Quant au statut de l’élu que vous réclamez, je ne pense pas que ce soit un très bon mot, parce que ça donne un peu l’idée de fonctionnarisation des élus. Or, il y a une tradition de bénévolat et de dévouement des élus auxquels non concitoyens sont attachés. Mais je suis sensible à la difficulté de l’exercice des mandats d’élus. Je considère qu’il y a beaucoup d’efforts à faire pour offrir aux élus de notre pays des ressources suffisantes pour qu’ils puissent renoncer à une partie de leur activité professionnelle. En second lieu, il faut mieux organiser la conciliation entre l’exercice d’un mandat et une activité professionnelle : c’est le problème des heures libérées, des dispenses.
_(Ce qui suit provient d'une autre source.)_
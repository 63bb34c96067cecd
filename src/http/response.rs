//! Response construction for locally served documents and failures.
//!
//! # Responsibilities
//! - Snapshot responses for crawlers (HTML, cache-friendly)
//! - Well-known document responses (robots.txt, sitemap.xml)
//! - Synthetic 502 for upstream failures
//! - Debug headers describing how a response was produced

use axum::http::{header, HeaderName, HeaderValue, StatusCode};
use axum::response::{IntoResponse, Response};

use crate::routing::matcher::WellKnownDocument;
use crate::store::CachedDocument;

pub const X_SERVED_BY: HeaderName = HeaderName::from_static("x-served-by");
pub const X_BOT_DETECTED: HeaderName = HeaderName::from_static("x-bot-detected");

/// Body of the synthetic 502.
pub const BAD_GATEWAY_BODY: &str = "Error loading page";

/// Which path produced a response.
#[derive(Debug, Clone, Copy, PartialEq, Eq)]
pub enum ServedBy {
    /// Crawler snapshot from the store.
    Cache,
    /// Live upstream fetch after classification.
    Proxy,
    /// robots.txt / sitemap.xml from the store.
    InfrastructureCache,
    /// Reserved path proxied without classification.
    InfrastructureProxy,
}

impl ServedBy {
    /// Metrics label.
    pub fn as_str(&self) -> &'static str {
        match self {
            ServedBy::Cache => "prerender-cache",
            ServedBy::Proxy => "upstream-proxy",
            ServedBy::InfrastructureCache => "infrastructure-cache",
            ServedBy::InfrastructureProxy => "infrastructure-proxy",
        }
    }
}

/// 200 response carrying a crawler snapshot.
pub fn snapshot(document: CachedDocument, max_age_secs: u64) -> Response {
    let cache_control = format!("public, max-age={}", max_age_secs);
    (
        StatusCode::OK,
        [
            (header::CONTENT_TYPE, "text/html; charset=utf-8".to_string()),
            (header::CACHE_CONTROL, cache_control),
        ],
        document.body,
    )
        .into_response()
}

/// 200 response carrying robots.txt or sitemap.xml.
pub fn well_known(document: CachedDocument, kind: WellKnownDocument) -> Response {
    (
        StatusCode::OK,
        [(header::CONTENT_TYPE, kind.content_type)],
        document.body,
    )
        .into_response()
}

/// Plain-text 502 returned when the upstream cannot be reached.
pub fn bad_gateway() -> Response {
    (
        StatusCode::BAD_GATEWAY,
        [(header::CONTENT_TYPE, "text/plain; charset=utf-8")],
        BAD_GATEWAY_BODY,
    )
        .into_response()
}

/// Attach `x-served-by` and `x-bot-detected`.
pub fn apply_debug_headers(response: &mut Response, served_by: ServedBy, bot: bool) {
    let headers = response.headers_mut();
    headers.insert(X_SERVED_BY, HeaderValue::from_static(served_by.as_str()));
    headers.insert(
        X_BOT_DETECTED,
        HeaderValue::from_static(if bot { "true" } else { "false" }),
    );
}
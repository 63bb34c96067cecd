//! Lifecycle management subsystem.
//!
//! # Data Flow
//! ```text
//! Startup (startup.rs):
//!     Resolve config → Validate → Compile matchers → Open store → Start listener
//!
//! Shutdown (shutdown.rs):
//!     Signal received → Stop accepting → Drain connections → Exit
//!
//! Signals (signals.rs):
//!     SIGTERM/SIGINT → Trigger graceful shutdown
//! ```
//!
//! # Design Decisions
//! - Ordered startup: config first, then core, then listeners
//! - No reload: configuration lives as long as the process

pub mod shutdown;
pub mod signals;
pub mod startup;

pub use shutdown::{Shutdown, ShutdownSignal};
pub use startup::{build_router, build_router_with_store, StartupError};
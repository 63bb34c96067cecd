//! Cache key derivation shared with the offline snapshot pipeline.
//!
//! The key depends on the path only. Query strings and headers never take
//! part, so `/pricing`, `/pricing/` and `/pricing?ref=x` share a snapshot.

/// Key of the site root.
pub const ROOT_KEY: &str = "/index";

/// Normalize a request path into a snapshot key.
pub fn cache_key(path: &str) -> String {
    match path.trim_end_matches('/') {
        "" => ROOT_KEY.to_string(),
        trimmed => trimmed.to_string(),
    }
}
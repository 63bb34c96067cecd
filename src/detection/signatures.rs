//! Known automated-agent signatures.

/// Lowercase substrings that identify crawlers in a `User-Agent`.
pub const BOT_SIGNATURES: &[&str] = &[
    // Search engine crawlers
    "googlebot",
    "google-inspectiontool",
    "bingbot",
    "slurp",
    "duckduckbot",
    "baiduspider",
    "yandexbot",
    "sogou",
    "exabot",
    "facebot",
    "ia_archiver",
    // AI crawlers and trainers
    "gptbot",
    "chatgpt-user",
    "oai-searchbot",
    "claude-web",
    "claudebot",
    "anthropic-ai",
    "cohere-ai",
    "perplexitybot",
    "youbot",
    "ccbot",
    // Link preview fetchers
    "facebookexternalhit",
    "facebookcatalog",
    "twitterbot",
    "linkedinbot",
    "slackbot",
    "slack-imgproxy",
    "discordbot",
    "telegrambot",
    "whatsapp",
    "pinterestbot",
    "redditbot",
    // SEO tools
    "semrushbot",
    "ahrefsbot",
    "mj12bot",
    "dotbot",
    "rogerbot",
    "screaming frog",
    // Other indexers
    "applebot",
    "amazonbot",
    "bytespider",
];
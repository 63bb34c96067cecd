//! Request identification.
//!
//! # Responsibilities
//! - Generate a UUID v4 request ID when the client sent none
//! - Read the ID back for log correlation
//!
//! # Design Decisions
//! - Request ID added as early as possible for tracing
//! - The ID is echoed to the client but never forwarded upstream

use axum::http::{HeaderMap, HeaderName, HeaderValue, Request};
use tower_http::request_id::{MakeRequestId, RequestId};
use uuid::Uuid;

pub const X_REQUEST_ID: HeaderName = HeaderName::from_static("x-request-id");

/// Generates `x-request-id` values.
#[derive(Debug, Clone, Copy, Default)]
pub struct MakeRequestUuid;

impl MakeRequestId for MakeRequestUuid {
    fn make_request_id<B>(&mut self, _request: &Request<B>) -> Option<RequestId> {
        let id = Uuid::new_v4().to_string();
        HeaderValue::from_str(&id).ok().map(RequestId::new)
    }
}

/// The request ID of an inbound request, or `"unknown"`.
pub fn request_id(headers: &HeaderMap) -> &str {
    headers
        .get(&X_REQUEST_ID)
        .and_then(|v| v.to_str().ok())
        .unwrap_or("unknown")
}

#[cfg(test)]
mod tests {
    use super::*;
    use axum::body::Body;

    #[test]
    fn test_generates_uuid() {
        let request = Request::builder().body(Body::empty()).unwrap();
        let id = MakeRequestUuid.make_request_id(&request).unwrap();
        let value = id.header_value().to_str().unwrap();
        assert!(Uuid::parse_str(value).is_ok());
    }

    #[test]
    fn test_request_id_lookup() {
        let mut headers = HeaderMap::new();
        assert_eq!(request_id(&headers), "unknown");
        headers.insert(X_REQUEST_ID, HeaderValue::from_static("abc-123"));
        assert_eq!(request_id(&headers), "abc-123");
    }
}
Enfin, nous avons à offrir à ceux d’entre vous qui ont consacré une partie de leur existence au service de la collectivité une retraite décente.

Et puis, je crois que si nous voulons aussi vraiment respecter l’égalité républicaine nous devons engager une action vigoureuse pour diversifier l’origine socio-professionnelle des élus. On ne peut pas accepter que les élus soient pour la plupart des retraités, des fonctionnaires ou des professions libérales. La partie homme-femme est une bonne chose mais nous devons penser également à la partie sociale.

Je terminerai en disant que le ministre de l’Intérieur est très attentif aux propositions de votre Association, il est naturellement l’avocat des préoccupations légitimes des élus au sein du gouvernement et vous pouvez formuler beaucoup de préoccupations légitimes.